- _TRY IT_: Give back one number only: how many lines in the material below contain "enum".
· · · · ·
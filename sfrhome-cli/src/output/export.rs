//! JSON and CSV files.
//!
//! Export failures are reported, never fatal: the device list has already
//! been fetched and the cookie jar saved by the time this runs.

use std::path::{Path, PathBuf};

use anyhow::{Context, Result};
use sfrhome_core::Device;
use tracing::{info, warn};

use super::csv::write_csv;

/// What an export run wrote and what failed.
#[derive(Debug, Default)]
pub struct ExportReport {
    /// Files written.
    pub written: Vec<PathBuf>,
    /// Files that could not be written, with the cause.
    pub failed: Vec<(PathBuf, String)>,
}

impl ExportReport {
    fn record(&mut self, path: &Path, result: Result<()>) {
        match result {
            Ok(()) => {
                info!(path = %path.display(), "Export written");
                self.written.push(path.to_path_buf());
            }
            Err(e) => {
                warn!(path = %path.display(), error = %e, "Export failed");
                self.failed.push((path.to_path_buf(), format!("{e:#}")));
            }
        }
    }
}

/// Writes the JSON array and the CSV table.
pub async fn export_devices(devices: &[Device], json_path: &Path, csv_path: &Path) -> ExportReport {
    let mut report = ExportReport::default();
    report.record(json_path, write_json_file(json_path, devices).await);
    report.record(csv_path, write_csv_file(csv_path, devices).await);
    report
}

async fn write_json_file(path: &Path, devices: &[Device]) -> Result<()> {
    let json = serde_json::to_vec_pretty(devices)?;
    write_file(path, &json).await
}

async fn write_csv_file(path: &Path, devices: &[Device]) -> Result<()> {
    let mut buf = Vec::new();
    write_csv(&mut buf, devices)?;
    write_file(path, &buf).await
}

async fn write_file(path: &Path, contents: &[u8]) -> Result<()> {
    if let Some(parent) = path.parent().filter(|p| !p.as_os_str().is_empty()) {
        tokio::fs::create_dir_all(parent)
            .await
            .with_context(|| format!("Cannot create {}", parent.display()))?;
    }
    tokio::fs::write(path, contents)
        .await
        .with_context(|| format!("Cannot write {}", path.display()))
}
· · · · ·
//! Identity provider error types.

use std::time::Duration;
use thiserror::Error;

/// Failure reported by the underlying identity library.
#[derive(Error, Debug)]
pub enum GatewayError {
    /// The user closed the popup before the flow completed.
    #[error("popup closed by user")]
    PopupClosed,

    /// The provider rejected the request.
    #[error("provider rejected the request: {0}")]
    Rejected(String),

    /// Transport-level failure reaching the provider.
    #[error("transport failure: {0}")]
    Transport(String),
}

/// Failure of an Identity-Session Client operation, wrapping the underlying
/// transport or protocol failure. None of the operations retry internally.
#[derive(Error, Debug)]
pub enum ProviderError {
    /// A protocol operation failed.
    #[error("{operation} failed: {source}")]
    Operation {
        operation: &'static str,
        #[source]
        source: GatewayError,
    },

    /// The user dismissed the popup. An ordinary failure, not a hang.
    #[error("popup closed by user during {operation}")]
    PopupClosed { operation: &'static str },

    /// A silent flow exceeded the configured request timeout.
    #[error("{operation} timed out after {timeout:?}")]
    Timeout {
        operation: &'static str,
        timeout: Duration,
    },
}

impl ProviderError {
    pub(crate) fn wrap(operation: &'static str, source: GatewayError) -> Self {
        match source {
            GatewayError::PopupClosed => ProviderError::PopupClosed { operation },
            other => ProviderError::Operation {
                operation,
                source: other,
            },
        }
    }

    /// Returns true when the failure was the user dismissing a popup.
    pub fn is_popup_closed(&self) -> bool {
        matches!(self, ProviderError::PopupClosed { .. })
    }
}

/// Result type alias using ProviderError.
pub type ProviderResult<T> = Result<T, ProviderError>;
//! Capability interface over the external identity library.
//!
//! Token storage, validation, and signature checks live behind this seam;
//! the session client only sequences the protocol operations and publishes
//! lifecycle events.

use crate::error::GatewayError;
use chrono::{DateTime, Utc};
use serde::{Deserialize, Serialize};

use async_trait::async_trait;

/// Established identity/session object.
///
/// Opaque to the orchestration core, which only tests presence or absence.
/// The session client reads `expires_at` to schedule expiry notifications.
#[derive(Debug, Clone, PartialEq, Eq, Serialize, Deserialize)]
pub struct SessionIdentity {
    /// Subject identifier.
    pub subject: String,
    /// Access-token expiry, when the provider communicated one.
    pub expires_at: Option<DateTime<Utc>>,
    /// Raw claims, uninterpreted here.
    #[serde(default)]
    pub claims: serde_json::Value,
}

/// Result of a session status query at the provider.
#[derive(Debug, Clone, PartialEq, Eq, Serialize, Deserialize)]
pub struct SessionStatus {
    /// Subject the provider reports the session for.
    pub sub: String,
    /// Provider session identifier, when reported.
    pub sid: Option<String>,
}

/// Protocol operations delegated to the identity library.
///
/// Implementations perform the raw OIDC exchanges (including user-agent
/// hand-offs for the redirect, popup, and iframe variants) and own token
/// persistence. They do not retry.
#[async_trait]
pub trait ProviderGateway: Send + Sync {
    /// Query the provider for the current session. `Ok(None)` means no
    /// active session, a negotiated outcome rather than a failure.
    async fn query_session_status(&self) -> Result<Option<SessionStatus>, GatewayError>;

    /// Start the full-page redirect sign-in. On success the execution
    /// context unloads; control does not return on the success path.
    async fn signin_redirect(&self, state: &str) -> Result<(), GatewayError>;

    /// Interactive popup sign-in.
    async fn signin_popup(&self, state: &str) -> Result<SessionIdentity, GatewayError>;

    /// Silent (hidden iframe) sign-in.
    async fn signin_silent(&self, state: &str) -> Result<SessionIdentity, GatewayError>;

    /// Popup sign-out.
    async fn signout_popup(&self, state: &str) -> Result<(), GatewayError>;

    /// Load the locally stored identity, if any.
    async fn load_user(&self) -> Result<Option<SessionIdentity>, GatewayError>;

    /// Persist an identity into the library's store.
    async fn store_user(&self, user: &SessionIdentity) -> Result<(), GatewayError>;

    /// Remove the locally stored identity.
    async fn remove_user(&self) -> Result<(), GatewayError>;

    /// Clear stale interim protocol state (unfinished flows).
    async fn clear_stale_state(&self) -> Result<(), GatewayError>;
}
· · · · ·
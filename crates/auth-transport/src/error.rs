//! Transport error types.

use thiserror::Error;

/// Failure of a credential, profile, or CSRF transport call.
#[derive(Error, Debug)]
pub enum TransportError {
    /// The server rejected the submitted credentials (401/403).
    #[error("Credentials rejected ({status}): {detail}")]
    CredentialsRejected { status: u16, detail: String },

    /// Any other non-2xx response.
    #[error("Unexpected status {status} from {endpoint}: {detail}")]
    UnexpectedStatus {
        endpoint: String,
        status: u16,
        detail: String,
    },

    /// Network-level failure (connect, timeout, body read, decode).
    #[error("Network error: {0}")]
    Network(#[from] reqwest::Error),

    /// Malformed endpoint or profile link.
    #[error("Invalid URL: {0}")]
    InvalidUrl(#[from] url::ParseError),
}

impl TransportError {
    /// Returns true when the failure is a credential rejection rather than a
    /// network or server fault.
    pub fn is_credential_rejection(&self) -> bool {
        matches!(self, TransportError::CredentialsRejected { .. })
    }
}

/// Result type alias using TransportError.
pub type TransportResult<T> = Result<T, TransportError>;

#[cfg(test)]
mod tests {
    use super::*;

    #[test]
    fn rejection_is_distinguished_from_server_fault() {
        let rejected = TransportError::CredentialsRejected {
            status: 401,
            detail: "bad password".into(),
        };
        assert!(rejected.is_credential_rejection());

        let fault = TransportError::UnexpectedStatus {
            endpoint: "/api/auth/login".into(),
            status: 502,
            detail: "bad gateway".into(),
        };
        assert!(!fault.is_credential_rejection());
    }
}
· · · · ·
- _TASK ANSWER_: 3